[Opening Given records section]

//! Miscellaneous filesystem support code used by Deft.
//!
//! Mirrors the narrow slice of `cargo-util`'s `paths` module that the
//! release store and registry generator actually need: idempotent
//! directory creation, an atomic "populate a temp dir then rename into
//! place" primitive, and a read-if-exists helper for write-on-diff
//! registry entries.

pub mod paths;

pub use paths::{atomic_install, is_nonempty_dir, read_if_exists, write_if_different};
//! The error taxonomy callers match on to tell apart a bad name/version
//! string, an unsatisfiable dependency, an install failure, and a broken
//! workspace.
//!
//! Internal plumbing (filesystem, fetch) still reaches for `anyhow`,
//! similar to how `CargoResult` works; it only gets wrapped into a typed
//! `DeftError` variant at the boundary where callers need to match on a
//! specific kind.

use std::fmt;
use std::path::PathBuf;

use thiserror::Error;

pub type DeftResult<T> = Result<T, DeftError>;

/// The chain of package names forming a cycle, rendered `a -> b -> a`.
#[derive(Debug, Clone, PartialEq, Eq)]
pub struct CyclePath(pub Vec<String>);

impl fmt::Display for CyclePath {
    fn fmt(&self, f: &mut fmt::Formatter<'_>) -> fmt::Result {
        write!(f, "{}", self.0.join(" -> "))
    }
}

/// Why a dependency failed to resolve.
#[derive(Debug, Error)]
pub enum DepErrorKind {
    #[error("no release of `{name}` satisfies `{name}@{requirement}`")]
    NoCandidate { name: String, requirement: String },
    #[error("package `{0}` is not present in the catalog")]
    MissingCatalogEntry(String),
    #[error("dependency cycle detected: {0}")]
    Cycle(CyclePath),
}

/// The top-level error taxonomy.
#[derive(Debug, Error)]
pub enum DeftError {
    /// Malformed name, version, or dep string.
    #[error("{0}")]
    Package(String),

    /// Missing catalog entry, no compatible candidate, or a prod-dep cycle
    ///.
    #[error(transparent)]
    Dep(#[from] DepErrorKind),

    /// Incompatible majors, or incompatible branch identifiers, required
    /// simultaneously.
    #[error("conflicting requirements for `{name}`: `{a}` vs `{b}`")]
    DepConflict { name: String, a: String, b: String },

    /// Fetch or filesystem failure during store population.
    #[error("failed to install `{name}@{version}`")]
    Install {
        name: String,
        version: String,
        #[source]
        source: anyhow::Error,
    },

    /// Missing workspace, invalid manifest JSON, or structural
    /// contradictions.
    #[error("{message}")]
    Workspace {
        message: String,
        #[source]
        source: Option<anyhow::Error>,
    },
}

impl DeftError {
    pub fn package(msg: impl fmt::Display) -> Self {
        DeftError::Package(msg.to_string())
    }

    pub fn workspace(msg: impl fmt::Display) -> Self {
        DeftError::Workspace {
            message: msg.to_string(),
            source: None,
        }
    }

    pub fn workspace_with_source(msg: impl fmt::Display, source: anyhow::Error) -> Self {
        DeftError::Workspace {
            message: msg.to_string(),
            source: Some(source),
        }
    }

    pub fn install(name: impl Into<String>, version: impl Into<String>, source: anyhow::Error) -> Self {
        DeftError::Install {
            name: name.into(),
            version: version.into(),
            source,
        }
    }

    pub fn dep_conflict(name: impl Into<String>, a: impl fmt::Display, b: impl fmt::Display) -> Self {
        DeftError::DepConflict {
            name: name.into(),
            a: a.to_string(),
            b: b.to_string(),
        }
    }

    pub fn cycle(path: Vec<String>) -> Self {
        DeftError::Dep(DepErrorKind::Cycle(CyclePath(path)))
    }

    pub fn no_candidate(name: impl Into<String>, requirement: impl fmt::Display) -> Self {
        DeftError::Dep(DepErrorKind::NoCandidate {
            name: name.into(),
            requirement: requirement.to_string(),
        })
    }

    pub fn missing_catalog_entry(name: impl Into<String>) -> Self {
        DeftError::Dep(DepErrorKind::MissingCatalogEntry(name.into()))
    }
}

/// A manifest or workspace file that could not be located, with the path
/// that was checked, to make `workspace-error` messages concrete.
pub fn workspace_not_found(start: &std::path::Path) -> DeftError {
    DeftError::workspace(format!(
        "no `workspace.json` or package manifest found in `{}` or any ancestor directory",
        start.display()
    ))
}

pub fn nested_workspace(inner: &PathBuf, outer: &PathBuf) -> DeftError {
    DeftError::workspace(format!(
        "workspace at `{}` is nested inside workspace at `{}`",
        inner.display(),
        outer.display()
    ))
}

[Closing Given records section]

◆ Task directions: Output every entry exactly.

◆ Response to this task:
//! Miscellaneous filesystem support code used by Deft.
//!
//! Mirrors the narrow slice of `cargo-util`'s `paths` module that the
//! release store and registry generator actually need: idempotent
//! directory creation, an atomic "populate a temp dir then rename into
//! place" primitive, and a read-if-exists helper for write-on-diff
//! registry entries.

pub mod paths;

pub use paths::{atomic_install, is_nonempty_dir, read_if_exists, write_if_different};
//! The error taxonomy callers match on to tell apart a bad name/version
//! string, an unsatisfiable dependency, an install failure, and a broken
//! workspace.
//!
//! Internal plumbing (filesystem, fetch) still reaches for `anyhow`,
//! similar to how `CargoResult` works; it only gets wrapped into a typed
//! `DeftError` variant at the boundary where callers need to match on a
//! specific kind.

use std::fmt;
use std::path::PathBuf;

use thiserror::Error;

pub type DeftResult<T> = Result<T, DeftError>;

/// The chain of package names forming a cycle, rendered `a -> b -> a`.
#[derive(Debug, Clone, PartialEq, Eq)]
pub struct CyclePath(pub Vec<String>);

impl fmt::Display for CyclePath {
    fn fmt(&self, f: &mut fmt::Formatter<'_>) -> fmt::Result {
        write!(f, "{}", self.0.join(" -> "))
    }
}

/// Why a dependency failed to resolve.
#[derive(Debug, Error)]
pub enum DepErrorKind {
    #[error("no release of `{name}` satisfies `{name}@{requirement}`")]
    NoCandidate { name: String, requirement: String },
    #[error("package `{0}` is not present in the catalog")]
    MissingCatalogEntry(String),
    #[error("dependency cycle detected: {0}")]
    Cycle(CyclePath),
}

/// The top-level error taxonomy.
#[derive(Debug, Error)]
pub enum DeftError {
    /// Malformed name, version, or dep string.
    #[error("{0}")]
    Package(String),

    /// Missing catalog entry, no compatible candidate, or a prod-dep cycle
    ///.
    #[error(transparent)]
    Dep(#[from] DepErrorKind),

    /// Incompatible majors, or incompatible branch identifiers, required
    /// simultaneously.
    #[error("conflicting requirements for `{name}`: `{a}` vs `{b}`")]
    DepConflict { name: String, a: String, b: String },

    /// Fetch or filesystem failure during store population.
    #[error("failed to install `{name}@{version}`")]
    Install {
        name: String,
        version: String,
        #[source]
        source: anyhow::Error,
    },

    /// Missing workspace, invalid manifest JSON, or structural
    /// contradictions.
    #[error("{message}")]
    Workspace {
        message: String,
        #[source]
        source: Option<anyhow::Error>,
    },
}

impl DeftError {
    pub fn package(msg: impl fmt::Display) -> Self {
        DeftError::Package(msg.to_string())
    }

    pub fn workspace(msg: impl fmt::Display) -> Self {
        DeftError::Workspace {
            message: msg.to_string(),
            source: None,
        }
    }

    pub fn workspace_with_source(msg: impl fmt::Display, source: anyhow::Error) -> Self {
        DeftError::Workspace {
            message: msg.to_string(),
            source: Some(source),
        }
    }

    pub fn install(name: impl Into<String>, version: impl Into<String>, source: anyhow::Error) -> Self {
        DeftError::Install {
            name: name.into(),
            version: version.into(),
            source,
        }
    }

    pub fn dep_conflict(name: impl Into<String>, a: impl fmt::Display, b: impl fmt::Display) -> Self {
        DeftError::DepConflict {
            name: name.into(),
            a: a.to_string(),
            b: b.to_string(),
        }
    }

    pub fn cycle(path: Vec<String>) -> Self {
        DeftError::Dep(DepErrorKind::Cycle(CyclePath(path)))
    }

    pub fn no_candidate(name: impl Into<String>, requirement: impl fmt::Display) -> Self {
        DeftError::Dep(DepErrorKind::NoCandidate {
            name: name.into(),
            requirement: requirement.to_string(),
        })
    }

    pub fn missing_catalog_entry(name: impl Into<String>) -> Self {
        DeftError::Dep(DepErrorKind::MissingCatalogEntry(name.into()))
    }
}

/// A manifest or workspace file that could not be located, with the path
/// that was checked, to make `workspace-error` messages concrete.
pub fn workspace_not_found(start: &std::path::Path) -> DeftError {
    DeftError::workspace(format!(
        "no `workspace.json` or package manifest found in `{}` or any ancestor directory",
        start.display()
    ))
}

pub fn nested_workspace(inner: &PathBuf, outer: &PathBuf) -> DeftError {
    DeftError::workspace(format!(
        "workspace at `{}` is nested inside workspace at `{}`",
        inner.display(),
        outer.display()
    ))
}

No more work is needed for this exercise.